Subterranean Saints

(Christmas story)

Part 1.

This year Christmas was marked by Anna, a voguish Ukrainian woman in her early thirties, in wartime Kherson, more precisely, in a dim dungeon or as they called it, in an untroubled underground of a multi-story house in the center of this bloodshed-stricken city.

The festive table was covered with kutya, a traditional wheat dish with honey gravy, dotted with poppy seeds, varenyky or stuffed dumplings with cabbage, pickled mushrooms, fried carp, covered herring, and uzvar or a soft drink from dried fruits. Homemade red wine, in two-liter plastic bottles, with several open conservation cans around them, were the last strokes of this subterranean Christmas Eve supper.

“As for the Lenten borscht, pampushky, and other Christmas dishes, do forgive me, Anna, but these artillery explosions RUINED almost all our shopping plans. For God’s sake, we have what we have now,” Svetlana, the university-mate of Anna, seeming 10 years older than her female friend, with a strand of gray hair on her forehead, and a sparkle of sadness in her eyes, glanced at the well-outlined long bob haircut and the well-groomed hands of Anna with attractive blue-and-yellow manicure who had just arrived with Polish volunteers and their humanitarian aid from Warsaw.

“It’s a trifle, I mean your shopping plans, you aren’t RUINED, you are alive. That’s the key result of this hard year,” Anna looked around at all those who got together at the holiday table. Except for Svetlana, a professional doctor, working in Kherson Oblast Hospital, there were her parents, Volodymyr and Halya, in their early seventies, her 10-year-old son, Pasha, playing with some video game, and Maria, a former actress of the Kherson Dramatic Theater, a sixty-five years-old elegant lady, smoking a thin cigarette and keeping two fluffy cats in her hands.

All of them were the only residents of the same multi-story house entryway. There was one more tenant, a young police officer; however, he was called to night duty.

All of them looked different, but some subtle thing united these people together – their eyes…childishly kind, clean and silent, sad and sparkling.

“Sveta, I don’t know either I am right or wrong, but your eyes look alike. You have the eyes of Saints…” Anna made a pause, seeking the right words and simultaneously shrugging her shoulders from the sound of another artillery explosion.

“Yeah,” Svetlana smiled sluggishly, looking at her ringing smartphone. “Now you will see our immortals, pizza delivery guys.
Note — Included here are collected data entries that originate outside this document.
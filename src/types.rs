use std::fmt::{self, Display};

use eoam::MacAddress;

pub type DeviceId = String;
pub type LogicalDeviceId = String;
pub type PortNo = u32;

pub const UNI_PORT_NO: PortNo = 2;
pub const PON_PORT_NO: PortNo = 1;

// OpenFlow 1.3 port feature and state bits.
pub const OFPPF_10GB_FD: u32 = 1 << 6;
pub const OFPPF_FIBER: u32 = 1 << 12;
pub const OFPPS_LIVE: u32 = 1 << 2;

/// Routing key for frames relayed through the parent OLT.
#[derive(Clone, Debug, Default, Eq, Hash, PartialEq)]
pub struct ProxyAddress {
    pub device_id: DeviceId,
    pub channel_id: u32,
}

impl ProxyAddress {
    pub fn is_complete(&self) -> bool {
        !self.device_id.is_empty() && self.channel_id != 0
    }
}

impl Display for ProxyAddress {
    fn fmt(&self, f: &mut fmt::Formatter<'_>) -> fmt::Result {
        write!(f, "{}/{}", self.device_id, self.channel_id)
    }
}

#[derive(Copy, Clone, Debug, Eq, PartialEq)]
pub enum AdminState {
    Unknown,
    Enabled,
    Disabled,
}

impl Default for AdminState {
    fn default() -> Self {
        AdminState::Unknown
    }
}

#[derive(Copy, Clone, Debug, Eq, PartialEq)]
pub enum OperStatus {
    Unknown,
    Discovered,
    Activating,
    Active,
    Failed,
}

impl Default for OperStatus {
    fn default() -> Self {
        OperStatus::Unknown
    }
}

#[derive(Copy, Clone, Debug, Eq, PartialEq)]
pub enum ConnectStatus {
    Unknown,
    Unreachable,
    Reachable,
}

impl Default for ConnectStatus {
    fn default() -> Self {
        ConnectStatus::Unknown
    }
}

#[derive(Clone, Debug, Default, PartialEq)]
pub struct Device {
    pub id: DeviceId,
    pub device_type: String,
    /// Set for devices reached through a parent, e.g. an ONU behind an OLT. The parent's own
    /// `parent_id` is its logical device.
    pub parent_id: Option<DeviceId>,
    pub parent_port_no: PortNo,
    pub proxy_address: Option<ProxyAddress>,
    pub mac_address: MacAddress,
    pub vendor: String,
    pub model: String,
    pub hardware_version: String,
    pub firmware_version: String,
    pub software_version: String,
    pub serial_number: String,
    pub admin_state: AdminState,
    pub oper_status: OperStatus,
    pub connect_status: ConnectStatus,
    pub reason: Option<String>,
}

#[derive(Copy, Clone, Debug, Eq, PartialEq)]
pub enum PortType {
    EthernetNni,
    EthernetUni,
    PonOlt,
    PonOnu,
}

#[derive(Clone, Debug, Eq, PartialEq)]
pub struct PeerPort {
    pub device_id: DeviceId,
    pub port_no: PortNo,
}

#[derive(Clone, Debug, Eq, PartialEq)]
pub struct Port {
    pub port_no: PortNo,
    pub label: String,
    pub port_type: PortType,
    pub admin_state: AdminState,
    pub oper_status: OperStatus,
    pub peers: Vec<PeerPort>,
}

#[derive(Clone, Debug, Eq, PartialEq)]
pub struct OfpPort {
    pub port_no: PortNo,
    pub hw_addr: MacAddress,
    pub name: String,
    pub config: u32,
    pub state: u32,
    pub curr: u32,
    pub advertised: u32,
    pub peer: u32,
    pub curr_speed: u32,
    pub max_speed: u32,
}

#[derive(Clone, Debug, Eq, PartialEq)]
pub struct LogicalPort {
    pub id: String,
    pub ofp_port: OfpPort,
    pub device_id: DeviceId,
    pub device_port_no: PortNo,
}

/// Per-device logging context, prefixed onto every message a device's components emit.
#[derive(Clone, Debug, Eq, PartialEq)]
pub struct DeviceLog {
    device_id: DeviceId,
}

impl DeviceLog {
    pub fn new<S>(device_id: S) -> Self
    where
        S: Into<DeviceId>,
    {
        Self {
            device_id: device_id.into(),
        }
    }

    pub fn device_id(&self) -> &str {
        &self.device_id
    }
}

impl Display for DeviceLog {
    fn fmt(&self, f: &mut fmt::Formatter<'_>) -> fmt::Result {
        write!(f, "device={}", self.device_id)
    }
}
Two hours ago, I ordered two Calzone pizzas. You’ll see, they always come on time. Come shells or high water, hurricane or flying bombs, they are permanently punctual and prompt.”
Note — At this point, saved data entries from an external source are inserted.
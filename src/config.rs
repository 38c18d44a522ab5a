use std::env;
use std::str::FromStr;
use std::time::Duration;

use crate::{ErrorKind, Result};

const RESPONSE_TIMEOUT_VAR: &str = "TIBIT_ONU_RESPONSE_TIMEOUT_MS";
const KPI_INTERVAL_VAR: &str = "TIBIT_ONU_KPI_INTERVAL_MS";
const QUEUE_DEPTH_VAR: &str = "TIBIT_ONU_QUEUE_DEPTH";

#[derive(Clone, Debug, PartialEq)]
pub struct AdapterConfig {
    /// How long an exchange waits for its response. `None` waits forever.
    pub response_timeout: Option<Duration>,
    pub kpi_interval: Duration,
    /// Capacity of each device's inbound frame queue.
    pub inbound_queue_depth: usize,
    pub kpi_prefix: String,
}

impl Default for AdapterConfig {
    fn default() -> Self {
        Self {
            response_timeout: Some(Duration::from_secs(3)),
            kpi_interval: Duration::from_secs(15),
            inbound_queue_depth: 16,
            kpi_prefix: "voltha.tibit_onu".to_string(),
        }
    }
}

impl AdapterConfig {
    /// Defaults, overridden by any `TIBIT_ONU_*` variables that are set.
    pub fn from_env() -> Result<Self> {
        Self::from_lookup(|name| env::var(name).ok())
    }

    fn from_lookup<F>(lookup: F) -> Result<Self>
    where
        F: Fn(&str) -> Option<String>,
    {
        let mut config = Self::default();

        if let Some(millis) = parse::<u64>(RESPONSE_TIMEOUT_VAR, lookup(RESPONSE_TIMEOUT_VAR))? {
            config.response_timeout = match millis {
                0 => None,
                millis => Some(Duration::from_millis(millis)),
            };
        }

        if let Some(millis) = parse::<u64>(KPI_INTERVAL_VAR, lookup(KPI_INTERVAL_VAR))? {
            if millis == 0 {
                return Err(invalid(KPI_INTERVAL_VAR, millis));
            }
            config.kpi_interval = Duration::from_millis(millis);
        }

        if let Some(depth) = parse::<usize>(QUEUE_DEPTH_VAR, lookup(QUEUE_DEPTH_VAR))? {
            if depth == 0 {
                return Err(invalid(QUEUE_DEPTH_VAR, depth));
            }
            config.inbound_queue_depth = depth;
        }

        Ok(config)
    }
}

fn parse<T>(name: &'static str, value: Option<String>) -> Result<Option<T>>
where
    T: FromStr,
{
    match value {
        None => Ok(None),
        Some(value) => match value.trim().parse() {
            Ok(parsed) => Ok(Some(parsed)),
            Err(_) => Err(invalid(name, value)),
        },
    }
}

fn invalid<V>(name: &'static str, value: V) -> crate::Error
where
    V: ToString,
{
    ErrorKind::InvalidConfig {
        name,
        value: value.to_string(),
    }
    .into()
}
“Business is business and war is war. Money goes to and fro…” Volodymyr smirked at the corners of his lips.

A cheery looking girl in a dark yellow uniform appeared at the door of their underground shelter. In her hands, there were two big cardboard packages of spicy-smelling pizza with scents of salami, ham and mozzarella. After getting money, the girl pronounced pleasantly, “Merry Christmas!” and disappeared as quickly as a snowflake falling on a camping bonfire.

Anna rubbed her face with open hands, “Just unbelievable. Mortar mines, smashed streets and pricey pizza…By the way, do you have a candle or two, to light our festive table?”

“Why not,” Volodymyr pulled out from his pocket a candle made of 14.5 mm heavy machine gun cartridge and placed it solemnly on the table. “The 57th caliber suits the best for this year’s Christmas.”

“Amen,” added Maria, asking her neighbor with a gesture to pour wine in their glasses.

While looking at the red wine streaming slowly in the old faceted glasses brought by Halya, feeling nostalgia for the pre-war Kherson and retro-style crockery, Svetlana thanked Ann for the “gorgeous Christmas gift,” a fueled travel gas stove with 5L oil tank. “I have never thought that I will be the owner of such a splendid thing. They say that it works for the whole month and just after that needs refueling.”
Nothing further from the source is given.